Alvares, Stacy et al. (2015) International Worm Meeting "Examining interactions between AMPK and HIF-1 during C. elegans development in hypoxia."

Alvares, Stacy, Miller, Dana, Clough, Courtnee

[International Worm Meeting, 2015]

Long-lived cells, including stem cells and cancer stem cells, often reside in a low oxygen (hypoxic) niche. Accumulating evidence suggests that the activation of genetic programs by hypoxia-inducible factor 1 (HIF-1) is important for growth, survival, and the self-renewal capability of these cells. C. elegans uses simple diffusion for gas exchange, allowing us to both deliver precise amounts of oxygen to all cells in the organism and study the effects of hypoxia on different cell types. In wild-type animals, development and reproduction continue when animals are exposed to 0.5% O2. In contrast, we have found that loss of function mutations in either hif-1 or aak-2, the catalytic subunit of AMP-activated protein kinase (AMPK), cause a reversible arrest of cell divisions and postembryonic development in larvae, and reproductive development ceases in adults. Our data indicate that AMPK and HIF-1 act in different pathways to regulate developmental arrest in hypoxia. Activating AMPK by metformin in a hif-1 mutant was not sufficient to sustain reproductive activity in 0.5% O2, and developmental arrest was not perturbed in a vhl-1 (ok161); aak-2(ok524) strain. Through an EMS screen, we isolated lines that exhibit perturbed development in hypoxia. The identification of the causative genetic lesions in these strains will provide insight into the genetic pathways responsible for promoting C. elegans development in hypoxia and may offer insight into what long-lived cells require in order to survive. .
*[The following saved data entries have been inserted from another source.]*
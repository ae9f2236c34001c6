//! Modified distribution method (MODI, u-v method).
//!
//! Improves a basic feasible allocation to optimality.
//!
//! # Algorithm
//! 1. Potentials: `u[i] + v[j] = c[i][j]` on every basic cell, `u[0] = 0`.
//! 2. Opportunity cost of each non-basic cell: `c[i][j] - u[i] - v[j]`.
//! 3. All non-negative → optimal. Otherwise the most negative cell
//!    (lowest row-major index on ties) enters the basis.
//! 4. The basic cells form a spanning tree over rows and columns, so the
//!    entering cell closes exactly one loop. Cells alternate `+`/`-`
//!    around it, starting with `+` at the entering cell.
//! 5. `θ` = smallest quantity on a `-` cell. `θ` moves around the loop
//!    and one `-` cell at `θ` leaves the basis.
//!
//! # Degeneracy
//! A basic feasible solution needs `m + n - 1` basic cells. With fewer
//! positive cells, [`DegeneracyStrategy::CompleteBasis`] adds zero
//! cells (cheapest first, never closing a loop) until the basis spans
//! every row and column, and allows `θ = 0` pivots.
//! [`DegeneracyStrategy::Fail`] treats positive cells as the basis and
//! reports [`SolveError::DegenerateLoopSearch`] when it does not span.
//!
//! # Complexity
//! O(m·n) per pivot for potentials, opportunity costs and loop search.
//!
//! # Reference
//! Charnes & Cooper (1954), "The Stepping Stone Method of Explaining
//! Linear Programming Calculations in Transportation Problems"

use tracing::{debug, trace, warn};

use crate::config::{DegeneracyStrategy, SolverConfig};
use crate::error::{SolveError, SolveResult, SolverPhase};
use crate::models::{Allocation, CostMatrix, ModiStep, SolveWarning};

/// Result of a MODI run.
#[derive(Debug, Clone, PartialEq)]
pub struct ModiOutcome {
    /// Optimal allocation.
    pub allocation: Allocation,
    /// `Σ allocation[i][j] * costs[i][j]`.
    pub total_cost: f64,
    /// Number of pivots.
    pub iterations: usize,
    /// Basis completion, if any.
    pub warnings: Vec<SolveWarning>,
    /// Pivots (empty unless step recording is enabled).
    pub steps: Vec<ModiStep>,
}

/// MODI optimizer.
#[derive(Debug, Clone, Default)]
pub struct ModiOptimizer {
    config: SolverConfig,
}

impl ModiOptimizer {
    /// Creates an optimizer with the default configuration.
    pub fn new() -> Self {
        Self::default()
    }

    /// Creates an optimizer with the given configuration.
    pub fn with_config(config: SolverConfig) -> Self {
        Self { config }
    }

    /// Improves `initial` to an optimal allocation over `costs`.
    ///
    /// `initial` should be a basic feasible solution of a balanced
    /// problem, such as the output of
    /// [`VogelAllocator`](super::VogelAllocator). Row and column sums
    /// are preserved by every pivot.
    ///
    /// # Errors
    /// - [`SolveError::NonConvergence`] if the pivot cap is hit.
    /// - [`SolveError::DegenerateLoopSearch`] if the basis cannot
    ///   determine the potentials or the loop.
    pub fn optimize(&self, costs: &CostMatrix, initial: &Allocation) -> SolveResult<ModiOutcome> {
        let eps = self.config.epsilon;
        let (m, n) = (initial.rows(), initial.cols());
        let mut allocation = initial.clone();
        let mut basis = Basis::from_allocation(&allocation, eps);
        let mut warnings = Vec::new();
        let mut steps = Vec::new();

        if self.config.degeneracy == DegeneracyStrategy::CompleteBasis {
            let added = basis.complete(costs);
            if !added.is_empty() {
                warn!(cells = ?added, "degenerate basis completed with zero cells");
                warnings.push(SolveWarning::BasisCompleted { cells: added });
            }
        }

        let cap = self.config.pivot_cap(m, n);
        let mut iterations = 0;
        loop {
            if self.config.degeneracy == DegeneracyStrategy::Fail {
                basis = Basis::from_allocation(&allocation, eps);
            }

            let Some((u, v)) = basis.potentials(costs) else {
                let (row, col) = basis.first_undetermined(costs);
                return Err(SolveError::DegenerateLoopSearch {
                    row,
                    col,
                    basic_cells: basis.len(),
                });
            };

            let Some((entering, delta)) = entering_cell(costs, &basis, &u, &v, eps) else {
                break;
            };
            if iterations >= cap {
                return Err(SolveError::NonConvergence {
                    phase: SolverPhase::ModiPivot,
                    iterations,
                    detail: format!(
                        "cell ({}, {}) still has opportunity cost {delta}",
                        entering.0, entering.1
                    ),
                });
            }

            let Some(cycle) = basis.find_loop(entering) else {
                return Err(SolveError::DegenerateLoopSearch {
                    row: entering.0,
                    col: entering.1,
                    basic_cells: basis.len(),
                });
            };

            let (theta, leaving) = pivot(&mut allocation, &cycle, eps);
            basis.set(entering, true);
            basis.set(leaving, false);
            iterations += 1;

            let cost = allocation.cost(costs);
            debug!(
                iteration = iterations,
                ?entering,
                delta,
                theta,
                ?leaving,
                cost,
                "modi pivot"
            );
            trace!(allocation = ?allocation, "after pivot");
            if self.config.record_steps {
                steps.push(ModiStep {
                    u,
                    v,
                    entering,
                    delta,
                    cycle,
                    theta,
                    allocation: allocation.clone(),
                    cost,
                });
            }
        }

        let total_cost = allocation.cost(costs);
        Ok(ModiOutcome {
            allocation,
            total_cost,
            iterations,
            warnings,
            steps,
        })
    }
}

/// Basic cells of the current solution.
#[derive(Debug, Clone)]
struct Basis {
    cells: Vec<Vec<bool>>,
    rows: usize,
    cols: usize,
}

impl Basis {
    fn from_allocation(allocation: &Allocation, epsilon: f64) -> Self {
        let (rows, cols) = (allocation.rows(), allocation.cols());
        let mut cells = vec![vec![false; cols]; rows];
        for (r, c) in allocation.basic_cells(epsilon) {
            cells[r][c] = true;
        }
        Self { cells, rows, cols }
    }

    fn contains(&self, (r, c): (usize, usize)) -> bool {
        self.cells[r][c]
    }

    fn set(&mut self, (r, c): (usize, usize), basic: bool) {
        self.cells[r][c] = basic;
    }

    fn len(&self) -> usize {
        self.cells.iter().flatten().filter(|&&b| b).count()
    }

    /// Adds the cheapest non-basic cells that join two components until
    /// the basis spans all rows and columns. Returns the added cells.
    fn complete(&mut self, costs: &CostMatrix) -> Vec<(usize, usize)> {
        // Nodes: rows 0..m, columns m..m+n.
        let mut components = UnionFind::new(self.rows + self.cols);
        for r in 0..self.rows {
            for c in 0..self.cols {
                if self.cells[r][c] {
                    components.union(r, self.rows + c);
                }
            }
        }

        let mut candidates: Vec<(usize, usize)> = (0..self.rows)
            .flat_map(|r| (0..self.cols).map(move |c| (r, c)))
            .filter(|&cell| !self.contains(cell))
            .collect();
        candidates.sort_by(|&a, &b| {
            costs
                .get(a.0, a.1)
                .total_cmp(&costs.get(b.0, b.1))
                .then(a.cmp(&b))
        });

        let mut added = Vec::new();
        for (r, c) in candidates {
            if components.count() == 1 {
                break;
            }
            if components.union(r, self.rows + c) {
                self.cells[r][c] = true;
                added.push((r, c));
            }
        }
        added
    }

    /// Solves `u[i] + v[j] = c[i][j]` over the basis from `u[0] = 0`.
    ///
    /// Returns `None` if the basis leaves some potential undetermined.
    fn potentials(&self, costs: &CostMatrix) -> Option<(Vec<f64>, Vec<f64>)> {
        let (u, v) = self.propagate(costs);
        let u = u.into_iter().collect::<Option<Vec<f64>>>()?;
        let v = v.into_iter().collect::<Option<Vec<f64>>>()?;
        Some((u, v))
    }

    fn propagate(&self, costs: &CostMatrix) -> (Vec<Option<f64>>, Vec<Option<f64>>) {
        let mut u = vec![None; self.rows];
        let mut v = vec![None; self.cols];
        if self.rows == 0 {
            return (u, v);
        }
        u[0] = Some(0.0);

        let mut stack = vec![Node::Row(0)];
        while let Some(node) = stack.pop() {
            match node {
                Node::Row(r) => {
                    let Some(ur) = u[r] else { continue };
                    for c in 0..self.cols {
                        if self.cells[r][c] && v[c].is_none() {
                            v[c] = Some(costs.get(r, c) - ur);
                            stack.push(Node::Col(c));
                        }
                    }
                }
                Node::Col(c) => {
                    let Some(vc) = v[c] else { continue };
                    for r in 0..self.rows {
                        if self.cells[r][c] && u[r].is_none() {
                            u[r] = Some(costs.get(r, c) - vc);
                            stack.push(Node::Row(r));
                        }
                    }
                }
            }
        }
        (u, v)
    }

    /// First non-basic cell (row-major) lacking a potential.
    fn first_undetermined(&self, costs: &CostMatrix) -> (usize, usize) {
        let (u, v) = self.propagate(costs);
        (0..self.rows)
            .flat_map(|r| (0..self.cols).map(move |c| (r, c)))
            .find(|&(r, c)| !self.cells[r][c] && (u[r].is_none() || v[c].is_none()))
            .unwrap_or((0, 0))
    }

    /// Closed loop through `entering`, alternating horizontal and
    /// vertical moves over basic cells.
    ///
    /// Depth-first search from the entering column back to the entering
    /// row. Returns the loop starting at `entering`; odd positions are
    /// the `-` cells.
    fn find_loop(&self, entering: (usize, usize)) -> Option<Vec<(usize, usize)>> {
        let (row, col) = entering;
        let target = Node::Row(row);
        let mut parent_row: Vec<Option<Node>> = vec![None; self.rows];
        let mut parent_col: Vec<Option<Node>> = vec![None; self.cols];
        let mut seen_row = vec![false; self.rows];
        let mut seen_col = vec![false; self.cols];

        seen_col[col] = true;
        let mut stack = vec![Node::Col(col)];
        let mut found = false;
        while let Some(node) = stack.pop() {
            if node == target {
                found = true;
                break;
            }
            match node {
                // Vertical move along the column.
                Node::Col(c) => {
                    for r in 0..self.rows {
                        if self.cells[r][c] && !seen_row[r] {
                            seen_row[r] = true;
                            parent_row[r] = Some(node);
                            stack.push(Node::Row(r));
                        }
                    }
                }
                // Horizontal move along the row.
                Node::Row(r) => {
                    for c in 0..self.cols {
                        if self.cells[r][c] && !seen_col[c] {
                            seen_col[c] = true;
                            parent_col[c] = Some(node);
                            stack.push(Node::Col(c));
                        }
                    }
                }
            }
        }
        if !found {
            return None;
        }

        // Walk back from the entering row to the entering column.
        let mut cycle = vec![entering];
        let mut node = target;
        let mut path = Vec::new();
        while let Some(prev) = match node {
            Node::Row(r) => parent_row[r],
            Node::Col(c) => parent_col[c],
        } {
            path.push(match (node, prev) {
                (Node::Row(r), Node::Col(c)) | (Node::Col(c), Node::Row(r)) => (r, c),
                _ => return None,
            });
            node = prev;
        }
        path.reverse();
        cycle.extend(path);
        Some(cycle)
    }
}

#[derive(Debug, Clone, Copy, PartialEq, Eq)]
enum Node {
    Row(usize),
    Col(usize),
}

/// Disjoint sets over row and column nodes.
struct UnionFind {
    parent: Vec<usize>,
    count: usize,
}

impl UnionFind {
    fn new(size: usize) -> Self {
        Self {
            parent: (0..size).collect(),
            count: size,
        }
    }

    fn find(&mut self, mut x: usize) -> usize {
        while self.parent[x] != x {
            self.parent[x] = self.parent[self.parent[x]];
            x = self.parent[x];
        }
        x
    }

    /// Joins the sets of `a` and `b`. Returns `false` if already joined.
    fn union(&mut self, a: usize, b: usize) -> bool {
        let (ra, rb) = (self.find(a), self.find(b));
        if ra == rb {
            return false;
        }
        self.parent[ra] = rb;
        self.count -= 1;
        true
    }

    fn count(&self) -> usize {
        self.count
    }
}

/// Most negative opportunity cost below `-epsilon`, lowest row-major
/// index on ties.
fn entering_cell(
    costs: &CostMatrix,
    basis: &Basis,
    u: &[f64],
    v: &[f64],
    epsilon: f64,
) -> Option<((usize, usize), f64)> {
    let mut best: Option<((usize, usize), f64)> = None;
    for (r, ur) in u.iter().enumerate() {
        for (c, vc) in v.iter().enumerate() {
            if basis.contains((r, c)) {
                continue;
            }
            let delta = costs.get(r, c) - ur - vc;
            if delta >= -epsilon {
                continue;
            }
            if best.map_or(true, |(_, b)| delta < b) {
                best = Some(((r, c), delta));
            }
        }
    }
    best
}

/// Moves `θ` around `cycle`. Returns `θ` and the leaving cell: the
/// first `-` cell in loop order holding the minimum.
fn pivot(
    allocation: &mut Allocation,
    cycle: &[(usize, usize)],
    epsilon: f64,
) -> (f64, (usize, usize)) {
    let mut leaving = cycle[1];
    let mut theta = allocation.get(leaving.0, leaving.1);
    for &(r, c) in cycle.iter().skip(3).step_by(2) {
        let q = allocation.get(r, c);
        if q < theta {
            theta = q;
            leaving = (r, c);
        }
    }

    for (k, &(r, c)) in cycle.iter().enumerate() {
        if k % 2 == 0 {
            allocation.add(r, c, theta);
        } else {
            allocation.add(r, c, -theta);
            if allocation.get(r, c).abs() <= epsilon {
                allocation.set(r, c, 0.0);
            }
        }
    }
    (theta, leaving)
}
Fawcett, Emily et al. (2011) International Worm Meeting "Adaptation to hydrogen sulfide modulates protein homeostasis."

Stoll, Kate, Fawcett, Emily, Miller, Dana L.

[International Worm Meeting, 2011]

Hydrogen sulfide (H2S), which is naturally produced in animal cells, has dramatic effects on physiology that can improve survival in changing environmental conditions. We are using C. elegans as a model to define molecular factors that mediate the physiological response to H2S in animals. We have defined transcriptional changes in mRNA abundance upon exposure to H2S using a microarray approach. These data reveal a rapid and progressive transcriptional response to H2S. We show that the hif-1 and skn-1 transcription factors coordinate the transcriptional response to H2S and are each essential to survive exposure to H2S. Functional analysis of gene products that accumulate in H2S suggests that adaptation to H2S alters protein turnover pathways. We are currently exploring the possibility that these factors mediate the effects of adaptation to H2S on protein homeostasis. Together, our data suggest that H2S has multiple effects on protein metabolism from translation to turnover. These changes in protein homeostasis may underlie the beneficial effects of H2S that result in increased lifespan and thermotolerance. Moreover, this work will provide unique insight into the mechanisms by which adaptation to H2S is integrated with the response to hypoxia at the cellular and organismal level.